Mr. Bourke. My pleasure.
Mr. Green. The gentleman, Mr. Watt, is recognized for 5
minutes.
Mr. Watt. I was kind of hoping you would go first, Mr.
Chairman, so I could gather my thoughts.
First of all, I apologize for missing the first three
testimonies. I was trying to get here because I always like to
hear the testimony more than I like to hear the questions,
really. It is generally more helpful.
I assume, Mr. Clayton, you disagree vigorously with what
Mr. Bourke testified. Do you?
Mr. Clayton. It depends on which part you are talking
about.
Mr. Watt. The part where he thinks either that these
practices have gotten worse, or that we need to expedite the
implementation of--
Mr. Clayton. We disagree with both.
Mr. Watt. Okay. And why?
Mr. Clayton. In terms of expediting, as I mentioned in my
opening statement--and I apologize, and I will be glad to chat
with you about it--it is impossible for us to comply with the
moving up of the effective date of the provisions of the Act.
This is a massive rewrite of the way we do business. We
understand that Congress has spoken, and we understand that we
have to change our ways.
Mr. Watt. If he is right that you are changing the terms
and moving the target on your own, is it less difficult to do
that than to change the targets in a direction that complies
with the new statutory provisions that are coming online?
Mr. Clayton. Mr. Watt, we disagree with the statement
that--
Mr. Watt. Okay. Well, maybe I should have gotten you to
address that part of it first, then.
Mr. Clayton. Can I say quickly that Congress has already
acted on the issue of interest rate increases and basically
said, as of August 20th of this year, that consumers have to
get 45 days advance notice, and they can say no to any rate
increases. So we have heard the concerns about increased rates.
The Congress has spoken and said you cannot do that, and they
have given an implementation/transition period. And they have
said if someone in the marketplace increases the rate, as
alleged, the consumer can say no, they can close their account,
and they can pay back their balance in a reasonable amount of
time. So the problem that is being alleged isn't there anymore.

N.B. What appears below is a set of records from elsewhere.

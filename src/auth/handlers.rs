use axum::{
    extract::State,
    routing::post,
    Json, Router,
};
use tracing::instrument;

use crate::{
    auth::{
        dto::{LoginRequest, PublicUser, RegisterRequest, TokenResponse},
        extractors::AuthUser,
        services,
    },
    error::{AppJson, AppResult},
    state::AppState,
};

pub fn auth_routes() -> Router<AppState> {
    Router::new()
        .route("/users", post(register))
        .route("/auth", post(login).get(get_me))
}

#[instrument(skip(state, payload))]
pub async fn register(
    State(state): State<AppState>,
    AppJson(payload): AppJson<RegisterRequest>,
) -> AppResult<Json<TokenResponse>> {
    let token = services::register(&state, payload).await?;
    Ok(Json(TokenResponse { token }))
}

#[instrument(skip(state, payload))]
pub async fn login(
    State(state): State<AppState>,
    AppJson(payload): AppJson<LoginRequest>,
) -> AppResult<Json<TokenResponse>> {
    let token = services::login(&state, payload).await?;
    Ok(Json(TokenResponse { token }))
}

#[instrument(skip(state))]
pub async fn get_me(
    State(state): State<AppState>,
    AuthUser(user_id): AuthUser,
) -> AppResult<Json<PublicUser>> {
    Ok(Json(services::current_user(&state, user_id).await?))
}
use axum::{
    extract::{Path, State},
    routing::{delete, get, post, put},
    Json, Router,
};
use tracing::instrument;
use uuid::Uuid;

use crate::{
    auth::extractors::AuthUser,
    error::{AppError, AppJson, AppResult},
    posts::{
        dto::{MessageResponse, TextRequest},
        model::{Comment, Like, Post, PostError},
        services,
    },
    state::AppState,
};

pub fn post_routes() -> Router<AppState> {
    Router::new()
        .route("/posts", post(create_post).get(list_posts))
        .route("/posts/:id", get(get_post).delete(delete_post))
        .route("/posts/like/:id", put(like_post))
        .route("/posts/unlike/:id", put(unlike_post))
        .route("/posts/comment/:id", post(add_comment))
        .route("/posts/comment/:id/:comment_id", delete(delete_comment))
        .route("/posts/likecomment/:post_id/:comment_id", put(like_comment))
}

/// Ids that are not UUIDs cannot name anything, so they read as "not found".
fn parse_id(raw: &str, missing: PostError) -> AppResult<Uuid> {
    Uuid::parse_str(raw).map_err(|_| AppError::from(missing))
}

#[instrument(skip(state, payload))]
pub async fn create_post(
    State(state): State<AppState>,
    AuthUser(user_id): AuthUser,
    AppJson(payload): AppJson<TextRequest>,
) -> AppResult<Json<Post>> {
    Ok(Json(services::create_post(&state, user_id, payload.text).await?))
}

#[instrument(skip(state))]
pub async fn list_posts(
    State(state): State<AppState>,
    AuthUser(_user_id): AuthUser,
) -> AppResult<Json<Vec<Post>>> {
    Ok(Json(services::list_posts(&state).await?))
}

#[instrument(skip(state))]
pub async fn get_post(
    State(state): State<AppState>,
    AuthUser(_user_id): AuthUser,
    Path(id): Path<String>,
) -> AppResult<Json<Post>> {
    let id = parse_id(&id, PostError::PostNotFound)?;
    Ok(Json(services::get_post(&state, id).await?))
}

#[instrument(skip(state))]
pub async fn delete_post(
    State(state): State<AppState>,
    AuthUser(user_id): AuthUser,
    Path(id): Path<String>,
) -> AppResult<Json<MessageResponse>> {
    let id = parse_id(&id, PostError::PostNotFound)?;
    services::delete_post(&state, id, user_id).await?;
    Ok(Json(MessageResponse {
        msg: "post removed".into(),
    }))
}

#[instrument(skip(state))]
pub async fn like_post(
    State(state): State<AppState>,
    AuthUser(user_id): AuthUser,
    Path(id): Path<String>,
) -> AppResult<Json<Vec<Like>>> {
    let id = parse_id(&id, PostError::PostNotFound)?;
    Ok(Json(services::toggle_like(&state, id, user_id).await?))
}

#[instrument(skip(state))]
pub async fn unlike_post(
    State(state): State<AppState>,
    AuthUser(user_id): AuthUser,
    Path(id): Path<String>,
) -> AppResult<Json<Vec<Like>>> {
    let id = parse_id(&id, PostError::PostNotFound)?;
    Ok(Json(services::unlike(&state, id, user_id).await?))
}

#[instrument(skip(state, payload))]
pub async fn add_comment(
    State(state): State<AppState>,
    AuthUser(user_id): AuthUser,
    Path(id): Path<String>,
    AppJson(payload): AppJson<TextRequest>,
) -> AppResult<Json<Vec<Comment>>> {
    let id = parse_id(&id, PostError::PostNotFound)?;
    Ok(Json(
        services::add_comment(&state, id, user_id, payload.text).await?,
    ))
}

#[instrument(skip(state))]
pub async fn delete_comment(
    State(state): State<AppState>,
    AuthUser(user_id): AuthUser,
    Path((id, comment_id)): Path<(String, String)>,
) -> AppResult<Json<Vec<Comment>>> {
    let id = parse_id(&id, PostError::CommentNotFound)?;
    let comment_id = parse_id(&comment_id, PostError::CommentNotFound)?;
    Ok(Json(
        services::delete_comment(&state, id, comment_id, user_id).await?,
    ))
}

#[instrument(skip(state))]
pub async fn like_comment(
    State(state): State<AppState>,
    AuthUser(user_id): AuthUser,
    Path((post_id, comment_id)): Path<(String, String)>,
) -> AppResult<Json<Vec<Comment>>> {
    let post_id = parse_id(&post_id, PostError::CommentNotFound)?;
    let comment_id = parse_id(&comment_id, PostError::CommentNotFound)?;
    Ok(Json(
        services::toggle_comment_like(&state, post_id, comment_id, user_id).await?,
    ))
}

Are interest rates being increased? Yes. It is broadly a
function of the marketplace and the economy and the significant
number of unemployed people who are out there, and the fact
that a lot of people aren't paying back their bills, and the
only way we can loan in the future is to have people pay back
their bills, and we have to deal with that. And so that is how
the market is reacting.
Mr. Watt. I assume that nobody on this panel is dealing
with interchange fees. Has that issue come up on this panel, or
that was all of the last panel dealing with that? Nobody here
is dealing with that? Okay. I won't ask any questions about it.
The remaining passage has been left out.